In our area we are blessed to be surrounded by plenty of land, open space, and a lot of it is acre lots and over. And we desire it, we desire the acreage lifestyle and look for ways to make it affordable. I’m all for that. I enjoy it myself. Not always affordable by ourselves though so we look at alternatives to afford the dream and the idea of grabbing another couple and building two homes on one block comes to mind.
There are also other reasons we might consider buying with friends or family, singles starting out or families helping ageing parents. Whatever the reason we need to approach it with understanding & I especially emphasis having a solid exit strategy in place.
Ever been on a committee where you have conflicting personalities contributing to every decision? Well you’re about to join one.

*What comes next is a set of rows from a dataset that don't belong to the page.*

//! Operator definitions.

use std::fmt;

/// Binary operators.
#[derive(Debug, Clone, Copy, PartialEq, Eq, Hash)]
pub enum BinaryOp {
    /// `+`
    Add,
    /// `-`
    Sub,
    /// `*`
    Mul,
    /// `/`
    Div,
    /// `%`
    Mod,
    /// `=`
    Assign,
    /// `==`
    Equal,
    /// `&&`
    LogicalAnd,
    /// `||`
    LogicalOr,
    /// `&`
    BitwiseAnd,
}

impl BinaryOp {
    /// Source spelling of the operator.
    pub fn as_str(&self) -> &'static str {
        match self {
            BinaryOp::Add => "+",
            BinaryOp::Sub => "-",
            BinaryOp::Mul => "*",
            BinaryOp::Div => "/",
            BinaryOp::Mod => "%",
            BinaryOp::Assign => "=",
            BinaryOp::Equal => "==",
            BinaryOp::LogicalAnd => "&&",
            BinaryOp::LogicalOr => "||",
            BinaryOp::BitwiseAnd => "&",
        }
    }
}

impl fmt::Display for BinaryOp {
    fn fmt(&self, f: &mut fmt::Formatter<'_>) -> fmt::Result {
        f.write_str(self.as_str())
    }
}

/// Unary prefix operators.
#[derive(Debug, Clone, Copy, PartialEq, Eq, Hash)]
pub enum UnaryOp {
    /// `-`
    Neg,
    /// `!`
    Not,
}

impl fmt::Display for UnaryOp {
    fn fmt(&self, f: &mut fmt::Formatter<'_>) -> fmt::Result {
        let s = match self {
            UnaryOp::Neg => "-",
            UnaryOp::Not => "!",
        };
        f.write_str(s)
    }
}

#[cfg(test)]
mod tests {
    use super::*;

    #[test]
    fn display() {
        assert_eq!(BinaryOp::LogicalOr.to_string(), "||");
        assert_eq!(UnaryOp::Neg.to_string(), "-");
    }
}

If you’re borrowing money to fund the purchase this means that you’re all involved in each others decisions. There is one loan which will split your borrowings up so you can track your own loan, but, if you want to do anything you still all have to sign for it & at the end of the day if one of you stops paying the bank can only look at the one joint security.
That means if your friends are unable to pay their part of the mortgage you might have to make their payments or risk your home too, either way its potentially an irrevocable change to your home and your family.
What if you’ve bought with your husbands best friend & his wife who you don’t really love as much as him – then they split and she keeps the property, and her even more annoying new partner moves in?
Even if things go well a simple decision like putting a new car purchase on the home loan will require signatures from everyone, likewise drawing upon equity for improvements or investing. In the case of a larger property and in an ideal world there’s a time when you can subdivide & sell off individually, but don’t assume this will happen & enter with your eyes open.